I use a Eudora plugin called Spam Be Gone! (unfortunately, no longer available) that does a credible job of filtering spam. You "train" it yourself, rating messages on a scale of 1 to 5 from least important to most important. It tags messages with the importance level, and you can use this to have Eudora filter unimportant messages into a separate folder.
What you are really doing is classifying each message as to it's "spammishness". This program uses only a single classifier, but you could run multiple classifiers on the same text, training each one for a different property.
The way to distinguish true posts from not so true is through training as well. You need a human with a good "BS filter" to train it. :)

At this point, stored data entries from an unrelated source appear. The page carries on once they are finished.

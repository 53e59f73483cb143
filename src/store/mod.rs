//! Vector collection storage abstraction.
//!
//! The [`VectorStore`] trait defines the operations the indexers and the
//! bridge need from a vector index, enabling pluggable backends: a local
//! SQLite store and a Chroma-compatible cloud store, selected by
//! `store.mode` at construction.
//!
//! The two hemispheres' collections live in the same backend but are held
//! through distinct handle types — [`OrientationCollection`] and
//! [`TextureCollection`] — so a query vector from one embedding space can
//! never reach the other collection.

pub mod chroma;
pub mod sqlite;

use anyhow::{Context, Result};
use async_trait::async_trait;
use serde_json::{Map, Value};
use std::sync::Arc;

use crate::config::{Config, StoreMode};

/// One record staged for upsert into a collection.
#[derive(Debug, Clone)]
pub struct UpsertRecord {
    pub id: String,
    pub embedding: Vec<f32>,
    /// Scalar-valued metadata; see [`sanitize_metadata`].
    pub metadata: Map<String, Value>,
    /// Raw text stored alongside the vector (texture records only).
    pub document: Option<String>,
}

/// A nearest-neighbor hit returned from a collection query.
#[derive(Debug, Clone)]
pub struct QueryHit {
    pub id: String,
    pub metadata: Map<String, Value>,
    pub document: Option<String>,
    /// Distance in the collection's own metric; smaller is closer. Never
    /// comparable across collections.
    pub distance: Option<f64>,
}

/// Abstract vector index backend.
///
/// Collections are keyed by name at this level; callers hold typed handles
/// instead of raw names.
#[async_trait]
pub trait VectorStore: Send + Sync {
    /// Verify the collection exists; descriptive error if not.
    async fn open_collection(&self, name: &str) -> Result<()>;

    /// Create the collection if it does not exist.
    async fn ensure_collection(&self, name: &str) -> Result<()>;

    /// Insert or overwrite records by id.
    async fn upsert(&self, collection: &str, records: &[UpsertRecord]) -> Result<()>;

    /// Return the `top_k` nearest neighbors to `vector`, best first.
    async fn query(
        &self,
        collection: &str,
        vector: &[f32],
        top_k: usize,
        include_documents: bool,
    ) -> Result<Vec<QueryHit>>;
}

/// Construct the backend selected by `store.mode`.
pub async fn open_store(config: &Config) -> Result<Arc<dyn VectorStore>> {
    match config.store.mode {
        StoreMode::Local => Ok(Arc::new(
            sqlite::SqliteStore::connect(&config.store.local_path).await?,
        )),
        StoreMode::Cloud => Ok(Arc::new(chroma::ChromaStore::new(&config.store)?)),
    }
}

// ============ Typed collection handles ============

struct CollectionHandle {
    store: Arc<dyn VectorStore>,
    name: String,
}

impl CollectionHandle {
    async fn open(store: Arc<dyn VectorStore>, name: &str, layer: &str) -> Result<Self> {
        store
            .open_collection(name)
            .await
            .with_context(|| format!("Failed to load {} collection '{}'", layer, name))?;
        Ok(Self {
            store,
            name: name.to_string(),
        })
    }

    async fn create(store: Arc<dyn VectorStore>, name: &str) -> Result<Self> {
        store.ensure_collection(name).await?;
        Ok(Self {
            store,
            name: name.to_string(),
        })
    }
}

/// Handle on the orientation (compass) collection. Written only by the
/// compass indexer; the bridge only reads.
pub struct OrientationCollection(CollectionHandle);

impl std::fmt::Debug for OrientationCollection {
    fn fmt(&self, f: &mut std::fmt::Formatter<'_>) -> std::fmt::Result {
        f.debug_struct("OrientationCollection")
            .field("name", &self.0.name)
            .finish()
    }
}

impl OrientationCollection {
    /// Open an existing collection; fails fast when it is missing.
    pub async fn open(store: Arc<dyn VectorStore>, name: &str) -> Result<Self> {
        Ok(Self(CollectionHandle::open(store, name, "orientation").await?))
    }

    /// Open the collection for indexing, creating it if needed.
    pub async fn create(store: Arc<dyn VectorStore>, name: &str) -> Result<Self> {
        Ok(Self(CollectionHandle::create(store, name).await?))
    }

    pub fn name(&self) -> &str {
        &self.0.name
    }

    pub async fn upsert(&self, records: &[UpsertRecord]) -> Result<()> {
        self.0.store.upsert(&self.0.name, records).await
    }

    pub async fn query(&self, vector: &[f32], top_k: usize) -> Result<Vec<QueryHit>> {
        self.0.store.query(&self.0.name, vector, top_k, false).await
    }
}

/// Handle on the texture (fragment) collection. Written only by the
/// fragment indexer; the bridge only reads.
pub struct TextureCollection(CollectionHandle);

impl TextureCollection {
    /// Open an existing collection; fails fast when it is missing.
    pub async fn open(store: Arc<dyn VectorStore>, name: &str) -> Result<Self> {
        Ok(Self(CollectionHandle::open(store, name, "texture").await?))
    }

    /// Open the collection for indexing, creating it if needed.
    pub async fn create(store: Arc<dyn VectorStore>, name: &str) -> Result<Self> {
        Ok(Self(CollectionHandle::create(store, name).await?))
    }

    pub fn name(&self) -> &str {
        &self.0.name
    }

    pub async fn upsert(&self, records: &[UpsertRecord]) -> Result<()> {
        self.0.store.upsert(&self.0.name, records).await
    }

    /// Query with stored documents included.
    pub async fn query(&self, vector: &[f32], top_k: usize) -> Result<Vec<QueryHit>> {
        self.0.store.query(&self.0.name, vector, top_k, true).await
    }
}

// ============ Metadata sanitization ============

/// Restrict metadata to scalar values and drop empty entries.
///
/// Vector indexes accept only string/number/boolean metadata values.
/// Nulls and empty strings are dropped rather than stored as markers;
/// any remaining non-scalar value is stringified.
pub fn sanitize_metadata(meta: Map<String, Value>) -> Map<String, Value> {
    meta.into_iter()
        .filter_map(|(key, value)| {
            let value = match value {
                Value::Null => return None,
                Value::String(s) => {
                    if s.is_empty() {
                        return None;
                    }
                    Value::String(s)
                }
                Value::Bool(_) | Value::Number(_) => value,
                other => Value::String(other.to_string()),
            };
            Some((key, value))
        })
        .collect()
}

// ============ Query-response shape normalization ============

/// Flatten a possibly-nested query-response field to the entries for the
/// first query.
///
/// Vector-store query APIs return one nesting level per submitted query
/// vector (`ids: [[...]]`), while some responses arrive already flat.
/// Single-query callers always see a flat list.
pub fn flatten_query_field(value: Option<&Value>) -> Vec<Value> {
    match value {
        None | Some(Value::Null) => Vec::new(),
        Some(Value::Array(items)) => match items.first() {
            Some(Value::Array(inner)) => inner.clone(),
            _ => items.clone(),
        },
        Some(other) => vec![other.clone()],
    }
}

/// Normalize a raw query-response JSON body into hits matched by index.
pub fn parse_query_response(json: &Value) -> Result<Vec<QueryHit>> {
    let ids = flatten_query_field(json.get("ids"));
    let metadatas = flatten_query_field(json.get("metadatas"));
    let documents = flatten_query_field(json.get("documents"));
    let distances = flatten_query_field(json.get("distances"));

    let mut hits = Vec::with_capacity(ids.len());
    for (i, id) in ids.iter().enumerate() {
        let id = id
            .as_str()
            .ok_or_else(|| anyhow::anyhow!("Invalid query response: non-string id"))?;
        let metadata = metadatas
            .get(i)
            .and_then(|m| m.as_object())
            .cloned()
            .unwrap_or_default();
        let document = documents
            .get(i)
            .and_then(|d| d.as_str())
            .map(str::to_string);
        let distance = distances.get(i).and_then(|d| d.as_f64());

        hits.push(QueryHit {
            id: id.to_string(),
            metadata,
            document,
            distance,
        });
    }

    Ok(hits)
}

I would not be at all surprised to find that some progressive MMs are doing just this with chat room and BBS discussions. FWIW, NASDR (Nasdaq Regulation) is using similar techniques to filter message-board messages that may point to potential violations. (The major message boards have given them explicit permission to run their spider against their messages.)
A project I've had on the back-burner for some time is to create a web site that will provide indicators using these techniques, drawing from messages on the various public bulletin board systems. It would rate "bullish sentiment", "bearish sentiment", "hype", "bashing", "spam" (yes, spam - spam increases on boards when a stock has made a big move), "credible posts", "dubious posts", etc. etc. etc. Each of these characteristics would be trained by a panel of experts. |